According to a study published in JAMA Otolaryngology–Head & Neck Surgery, the prevalence of hearing loss has continued to decline among U.S. adults aged 20 to 69 years. This is thought to be at least in part due to more awareness around the causes of hearing loss - including long-term noise exposure, work-related noise exposure, and a lowered incidence of smoking, which is a risk factor for hearing loss.
The study of the decline of hearing loss among U.S. adults aged 20 to 69, even as the population of older Americans continues to grow, also confirmed that hearing loss is strongly associated with age and other demographic factors including sex, race/ethnicity, and education.
The researchers compared hearing health data collected over two time periods: 2011–2012 and 1999–2004. The study participants listened to tones of various frequencies presented at different levels of loudness, and defined hearing loss as an average hearing threshold greater than 25 decibels (sound at the level of leaves rustling.)
The researchers saw that overall, hearing loss prevalence dropped from 16 percent to 14 percent (almost 300,000 less people had hearing loss in the later time period.) The decline in hearing loss rates among adults under age 70 suggested to researchers that age-related hearing loss can potentially be delayed until later in life.

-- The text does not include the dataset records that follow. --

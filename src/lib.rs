pub mod browser_pool;
pub mod browser_profile;
pub mod browser_setup;
pub mod chunker;
pub mod config;
pub mod crawler;
pub mod credentials;
pub mod embedding;
pub mod fetch_pool;
pub mod processor;
pub mod storage;
pub mod utils;

pub use browser_pool::{BrowserPool, BrowserPoolConfig, PooledBrowserGuard};
pub use browser_profile::{
    cleanup_stale_lock, cleanup_stale_profiles, create_unique_profile,
    create_unique_profile_with_prefix, is_singleton_lock_stale, BrowserProfile,
};
pub use browser_setup::{
    apply_stealth_measures, download_managed_browser, find_browser_executable, launch_browser,
};
pub use chunker::{chunk_text, chunk_text_with_size, BreakKind, Chunk};
pub use config::Config;
pub use crawler::{run as run_crawler, CrawlerConfig};
pub use embedding::{ApiEmbeddingProvider, EmbedError, EmbeddingProvider, LocalEmbeddingProvider};
pub use fetch_pool::{FetchError, FetchPool, FetchPoolConfig};
pub use processor::{run as run_processor, ProcessorConfig};
pub use storage::{ChunkRow, Page, Storage, StorageError};
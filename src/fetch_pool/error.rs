//! Error taxonomy for the stealth fetch pool.

use thiserror::Error;

/// Errors surfaced by [`super::FetchPool::fetch`].
#[derive(Debug, Error)]
pub enum FetchError {
    /// The underlying browser session itself is broken (closed pipe, dead
    /// process, unable to open a new page). The session is evicted and
    /// replaced; the caller should retry against a different session.
    #[error("permanent session error: {0}")]
    Permanent(String),

    /// A recoverable failure against an otherwise-healthy session
    /// (navigation timeout, transient network error, fetcher-level 5xx).
    /// The session is returned to the pool; the caller may retry in place.
    #[error("transient fetch error: {0}")]
    Transient(String),

    /// Retries against this URL have been exhausted.
    #[error("fetch retries exhausted for {url} after {attempts} attempts: {last}")]
    RetriesExhausted {
        url: String,
        attempts: u32,
        last: String,
    },
}

impl FetchError {
    /// Classify a raw error message the way the underlying fetch layer does:
    /// keyword match against known session-fatal phrases.
    #[must_use]
    pub fn classify(message: &str) -> Self {
        let lower = message.to_lowercase();
        let is_permanent = lower.contains("connection closed")
            || lower.contains("pipe closed")
            || lower.contains("browsercontext.new_page")
            || lower.contains("session closed")
            || lower.contains("target closed");

        if is_permanent {
            Self::Permanent(message.to_string())
        } else {
            Self::Transient(message.to_string())
        }
    }

    #[must_use]
    pub fn is_permanent(&self) -> bool {
        matches!(self, Self::Permanent(_))
    }
}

The researchers could only pinpoint correlations, not a clear causation for the decline in hearing loss. It was suspected that a lower number of people working manufacturing jobs, increased use of hearing protectors, a lowered overall rate of smoking, and better medical care as well as medical advances were key to reducing the rate of hearing loss.
Age remained the strongest predictor of hearing loss, and men were approximately twice as likely as women to have hearing loss. Lower education levels and heavy use of firearms were also associated with hearing loss.
While there is no intervention which has yet been shown to prevent the progression of age-related hearing loss, hearing aids can improve quality of life. However, another study published in JAMA points to the likelihood that only 4-22 percent of those with hearing loss actually use hearing aids, showing that more education and accessibility is needed.
A priority for hearing professionals should be to reduce obstacles to use of hearing aids via patient education and learning how to overcome patient objections and barriers. Health organizations and hearing aid manufacturers can help by increasing access to hearing health services, and improving the quality and affordability of hearing aid devices.
A recent study of the decline of hearing loss among U.S. adults aged 20 to 69 confirmed that hearing loss is strongly associated with age and other demographic factors including sex, race/ethnicity and education.